▸ **PROVIDED RECORDS**:
impl Interpreter {
    /// Build an interpreter with the default memory size
    ///
    /// # Errors
    ///
    /// Fails if the program's initial memory image does not fit.
    pub fn new(program: Arc<CompiledProgram>) -> Result<Self, LoadError> {
        Self::with_memory_size(program, C::DEFAULT_MEMORY_SIZE)
    }

    /// Build an interpreter with a fixed memory size in bytes
    ///
    /// The size is immutable afterwards. The stack pointer starts at the
    /// top of memory, aligned down to an even address.
    ///
    /// # Errors
    ///
    /// Fails if the size does not fit the address space or the program's
    /// initial memory image does not fit in it.
    pub fn with_memory_size(
        program: Arc<CompiledProgram>,
        size: usize,
    ) -> Result<Self, LoadError> {
        let top = C::Address::try_from(size).map_err(|_| LoadError::MemoryTooLarge { size })?;

        let mut memory = Memory::new(size);
        for (address, bytes) in program.image() {
            memory
                .load(*address, bytes)
                .map_err(|source| LoadError::ImageOutOfRange { size, source })?;
        }

        let mut registers = Registers::default();
        registers.set_sp(top & !1);

        let pc = program.entry();
        debug!(pc, "interpreter ready");

        Ok(Self {
            program,
            machine: Machine {
                registers,
                ccr: Ccr::empty(),
                memory,
                pc,
            },
            status: Status::Running,
            pending: None,
            fault: None,
        })
    }

    /// Execute exactly one instruction at the current program counter
    ///
    /// Deterministic: identical state and instruction produce an identical
    /// resulting state. A trap instruction executes only its
    /// request-publishing half and suspends. On a terminated machine this
    /// is a no-op `Step` with `executed: None` and the unchanged status.
    ///
    /// # Errors
    ///
    /// Fails if an interrupt is pending and unanswered.
    pub fn step(&mut self) -> Result<Step, ProtocolError> {
        match self.status {
            Status::AwaitingInterrupt => Err(ProtocolError::InterruptPending),
            Status::Terminated | Status::TerminatedByFault => Ok(Step {
                executed: None,
                status: self.status,
            }),
            Status::Running => {
                let pc = self.machine.pc;
                let Some(compiled) = self.program.instruction_at(pc) else {
                    if pc == self.program.end() {
                        debug!("end of program reached");
                        self.status = Status::Terminated;
                    } else {
                        self.fault = Some(Exception::IllegalJump { address: pc });
                        self.status = Status::TerminatedByFault;
                    }
                    return Ok(Step {
                        executed: None,
                        status: self.status,
                    });
                };

                let instruction = compiled.instruction;
                let line_index = compiled.line_index;
                self.machine.pc = pc.wrapping_add(C::INSTRUCTION_SIZE);

                match instruction.execute(&mut self.machine) {
                    Ok(None) => {}
                    Ok(Some(interrupt)) => {
                        debug!(?interrupt, "trap raised, awaiting host");
                        self.pending = Some(interrupt);
                        self.status = Status::AwaitingInterrupt;
                    }
                    Err(exception) => {
                        debug!(%exception, "CPU fault");
                        self.fault = Some(exception);
                        self.status = Status::TerminatedByFault;
                    }
                }

                Ok(Step {
                    executed: Some(ExecutedLine {
                        address: pc,
                        line_index,
                    }),
                    status: self.status,
                })
            }
        }
    }

    /// Step until the status is no longer `Running`
    ///
    /// There is no internal cancellation: a diverging guest program makes
    /// this diverge too. Bound execution with repeated [`Self::step`]
    /// calls instead.
    ///
    /// # Errors
    ///
    /// Fails if an interrupt is pending and unanswered.
    #[tracing::instrument(skip(self))]
    pub fn run(&mut self) -> Result<Status, ProtocolError> {
        if self.status == Status::AwaitingInterrupt {
            return Err(ProtocolError::InterruptPending);
        }
        while self.status == Status::Running {
            self.step()?;
        }
        Ok(self.status)
    }

    /// Complete the pending trap with the host's answer and resume
    ///
    /// This is the result-writing half of the trap instruction that
    /// suspended the machine; execution resumes at the following
    /// instruction (or terminates, for a terminate request).
    ///
    /// # Errors
    ///
    /// Fails if no interrupt is pending, or if the answer's shape does not
    /// match the request; state is untouched in both cases.
    pub fn answer_interrupt(&mut self, result: InterruptResult) -> Result<(), ProtocolError> {
        let Some(interrupt) = self.pending.take() else {
            return Err(ProtocolError::NoInterruptPending);
        };

        let expected = interrupt.expected_result();
        if result.shape() != expected {
            let got = result.shape();
            self.pending = Some(interrupt);
            return Err(ProtocolError::MismatchedAnswer { expected, got });
        }

        self.status = Status::Running;
        match (interrupt, result) {
            (Interrupt::ReadKeyboardString, InterruptResult::String(text)) => {
                let address = self.machine.registers.get(Reg::Addr(1), Size::Long);
                let mut data: Vec<u8> = text.bytes().take(C::MAX_READ_STRING).collect();
                let length = data.len() as C::Long;
                data.push(0);
                if let Err(error) = self.machine.memory.load(address, &data) {
                    self.fault = Some(error.into());
                    self.status = Status::TerminatedByFault;
                    return Ok(());
                }
                self.machine
                    .registers
                    .set(Reg::Data(1), Size::Word, length);
            }

            (Interrupt::ReadNumber | Interrupt::GetTime, InterruptResult::Number(value)) => {
                self.machine
                    .registers
                    .set(Reg::Data(1), Size::Long, value as C::Long);
            }

            (Interrupt::ReadChar, InterruptResult::Char(value)) => {
                self.machine
                    .registers
                    .set(Reg::Data(1), Size::Long, value as C::Long);
            }

            (Interrupt::Terminate, InterruptResult::None) => {
                self.status = Status::Terminated;
            }

            // Display requests carry their payload in the request itself;
            // the acknowledgement just resumes execution
            _ => {}
        }

        Ok(())
    }

    /// The pending interrupt, if the machine is suspended on one
    #[must_use]
    pub fn current_interrupt(&self) -> Option<&Interrupt> {
        self.pending.as_ref()
    }

    #[must_use]
    pub fn status(&self) -> Status {
        self.status
    }

    /// The fault that terminated execution, if any
    #[must_use]
    pub fn fault(&self) -> Option<&Exception> {
        self.fault.as_ref()
    }

    /// Current program counter
    #[must_use]
    pub fn pc(&self) -> C::Address {
        self.machine.pc
    }

    /// Zero-based source line of the instruction at the program counter
    #[must_use]
    pub fn current_line_index(&self) -> Option<usize> {
        self.program
            .instruction_at(self.machine.pc)
            .map(|compiled| compiled.line_index)
    }

    /// The compiled instruction starting at `address`, if any
    ///
    /// Returns `None` for addresses that do not begin an instruction.
    #[must_use]
    pub fn instruction_at(&self, address: C::Address) -> Option<&CompiledInstruction> {
        self.program.instruction_at(address)
    }

    /// Full register file snapshot
    #[must_use]
    pub fn registers(&self) -> &Registers {
        &self.machine.registers
    }

    /// Width-qualified, index-checked register read
    ///
    /// # Errors
    ///
    /// Fails if `index` does not name one of the eight registers of `kind`.
    pub fn register(
        &self,
        kind: RegisterKind,
        index: u8,
        size: Size,
    ) -> Result<C::Long, AccessError> {
        self.machine
            .registers
            .checked_get(kind, index, size)
            .map_err(AccessError::from)
    }

    /// The condition codes as a packed bitfield
    #[must_use]
    pub fn ccr(&self) -> Ccr {
        self.machine.ccr
    }

    /// The flags as an ordered sequence:
    /// carry, overflow, zero, negative, extend
    #[must_use]
    pub fn flags(&self) -> [bool; 5] {
        self.machine.ccr.as_array()
    }

    /// Evaluate a named condition against the current flags
    #[must_use]
    pub fn evaluate_condition(&self, condition: Condition) -> bool {
        condition.evaluate(self.machine.ccr)
    }

    /// Borrow a raw memory range
    ///
    /// # Errors
    ///
    /// Fails if any byte of the range is out of bounds.
    pub fn memory(&self, address: C::Address, len: u32) -> Result<&[u8], AccessError> {
        self.machine
            .memory
            .slice(address, len)
            .map_err(AccessError::from)
    }

    /// Total memory size in bytes
    #[must_use]
    pub fn memory_size(&self) -> usize {
        self.machine.memory.len()
    }
}
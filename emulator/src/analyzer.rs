//! Semantic validation.
//!
//! [`analyze`] is a pure function of the parsed source: it walks the lines
//! in order, collects every violation instead of stopping at the first,
//! and returns the ordered error list. An empty list means the program is
//! accepted and safe to hand to the compiler.

use std::collections::HashMap;

use crate::isa::Mnemonic;
use crate::parser::{
    DataValue, Directive, InstructionLine, LineContent, Program, SourceLine, Value,
};

/// One semantic violation, tied to its zero-based source line
#[derive(Debug, Clone, PartialEq, Eq)]
pub struct SemanticError {
    message: String,
    line_index: usize,
}

impl SemanticError {
    fn new(line_index: usize, message: impl Into<String>) -> Self {
        Self {
            message: message.into(),
            line_index,
        }
    }

    #[must_use]
    pub fn message(&self) -> &str {
        &self.message
    }

    /// Zero-based index of the offending source line
    #[must_use]
    pub fn line_index(&self) -> usize {
        self.line_index
    }
}

impl std::fmt::Display for SemanticError {
    fn fmt(&self, f: &mut std::fmt::Formatter<'_>) -> std::fmt::Result {
        write!(f, "line {}: {}", self.line_index, self.message)
    }
}

/// First definition site of every symbol (labels and `equ` names)
fn collect_symbols(program: &Program) -> HashMap<&str, usize> {
    let mut symbols: HashMap<&str, usize> = HashMap::new();

    for line in &program.lines {
        if let Some(label) = &line.label {
            symbols.entry(label.as_str()).or_insert(line.index);
        }
        if let LineContent::Directive(Directive::Define { name, .. }) = &line.content {
            symbols.entry(name.as_str()).or_insert(line.index);
        }
    }

    symbols
}

struct Analyzer<'a> {
    symbols: HashMap<&'a str, usize>,
    errors: Vec<SemanticError>,
}

impl<'a> Analyzer<'a> {
    fn error(&mut self, line_index: usize, message: impl Into<String>) {
        self.errors.push(SemanticError::new(line_index, message));
    }

    /// A symbol reference that may point anywhere in the program
    fn check_symbol(&mut self, line_index: usize, name: &str) {
        if !self.symbols.contains_key(name) {
            self.error(line_index, format!("symbol `{name}` is not defined"));
        }
    }

    /// A symbol reference that feeds the memory layout: it must be defined
    /// on an earlier line, or the layout position would be undecidable
    fn check_layout_symbol(&mut self, line_index: usize, value: &Value) {
        let Some(name) = value.symbol() else { return };
        match self.symbols.get(name) {
            None => self.error(line_index, format!("symbol `{name}` is not defined")),
            Some(&defined_at) if defined_at >= line_index => self.error(
                line_index,
                format!("symbol `{name}` must be defined before it is used in a directive"),
            ),
            Some(_) => {}
        }
    }

    fn check_duplicate_definitions(&mut self, line: &SourceLine) {
        let defined = match (&line.label, &line.content) {
            (Some(label), _) => Some(label.as_str()),
            (None, LineContent::Directive(Directive::Define { name, .. })) => {
                Some(name.as_str())
            }
            _ => None,
        };

        if let Some(name) = defined {
            if self.symbols.get(name).is_some_and(|&first| first != line.index) {
                self.error(
                    line.index,
                    format!("symbol `{name}` is defined more than once"),
                );
            }
        }
    }

    fn check_instruction(&mut self, line: &SourceLine, instruction: &'a InstructionLine) {
        let Some(mnemonic) = Mnemonic::resolve(&instruction.mnemonic) else {
            self.error(
                line.index,
                format!("unknown instruction `{}`", instruction.mnemonic),
            );
            return;
        };

        let spec = mnemonic.spec();
        let name = &instruction.mnemonic;

        if let Some(size) = instruction.size {
            if spec.sizes.is_empty() {
                self.error(line.index, format!("`{name}` takes no size suffix"));
            } else if !spec.sizes.contains(&size) {
                self.error(
                    line.index,
                    format!("size suffix `.{size}` is not valid for `{name}`"),
                );
            }
        }

        if instruction.operands.len() != spec.operands.len() {
            self.error(
                line.index,
                format!(
                    "`{name}` expects {} operand(s), found {}",
                    spec.operands.len(),
                    instruction.operands.len()
                ),
            );
        }

        for (slot, (operand, allowed)) in instruction
            .operands
            .iter()
            .zip(spec.operands.iter())
            .enumerate()
        {
            if !allowed.contains(operand.mode()) {
                self.error(
                    line.index,
                    format!(
                        "operand {}: {} addressing is not allowed for `{name}`",
                        slot + 1,
                        operand.mode_name()
                    ),
                );
            }
        }

        for (slot, operand) in instruction.operands.iter().enumerate() {
            if let Some(index) = operand.register_index() {
                if index >= 8 {
                    self.error(
                        line.index,
                        format!("operand {}: register index {index} out of range", slot + 1),
                    );
                }
            }
            if let Some(symbol) = operand.symbol() {
                self.check_symbol(line.index, symbol);
            }
        }

        if mnemonic == Mnemonic::Trap {
            if let Some(crate::parser::Operand::Immediate(Value::Literal(vector))) =
                instruction.operands.first()
            {
                if !(0..=15).contains(vector) {
                    self.error(line.index, "trap vector must be between 0 and 15");
                }
            }
        }
    }

    fn check_directive(&mut self, line: &SourceLine, directive: &Directive) {
        match directive {
            Directive::Origin { address } => {
                self.check_layout_symbol(line.index, address);
                if let Value::Literal(address) = address {
                    if *address < 0 {
                        self.error(line.index, "origin address must be non-negative");
                    }
                }
            }

            Directive::Define { value, .. } => {
                self.check_layout_symbol(line.index, value);
            }

            Directive::DefineConstants { values, .. } => {
                for value in values {
                    if let DataValue::Number(value) = value {
                        if let Some(symbol) = value.symbol() {
                            self.check_symbol(line.index, symbol);
                        }
                    }
                }
            }

            Directive::ReserveStorage { count, .. } => {
                self.check_layout_symbol(line.index, count);
                if let Value::Literal(count) = count {
                    if *count < 0 {
                        self.error(line.index, "storage count must be non-negative");
                    }
                }
            }
        }
    }

    fn check_line(&mut self, line: &'a SourceLine) {
        self.check_duplicate_definitions(line);

        match &line.content {
            LineContent::Empty => {}
            LineContent::Unknown => {
                self.error(line.index, "unknown or malformed statement");
            }
            LineContent::Instruction(instruction) => self.check_instruction(line, instruction),
            LineContent::Directive(directive) => self.check_directive(line, directive),
        }
    }
}

/// Validate a parsed program, collecting every violation in source order
///
/// Pure and deterministic: identical source yields an identical, order
/// stable error list. An empty list means the program is accepted.
#[must_use]
pub fn analyze(program: &Program) -> Vec<SemanticError> {
    let mut analyzer = Analyzer {
        symbols: collect_symbols(program),
        errors: Vec::new(),
    };

    for line in &program.lines {
        analyzer.check_line(line);
    }

    analyzer.errors
}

▸ **AIM OF THE TASK**: Tell how many lines of the records above hold "kind", giving the number and nothing else.

▸ **RESPONSE**: 3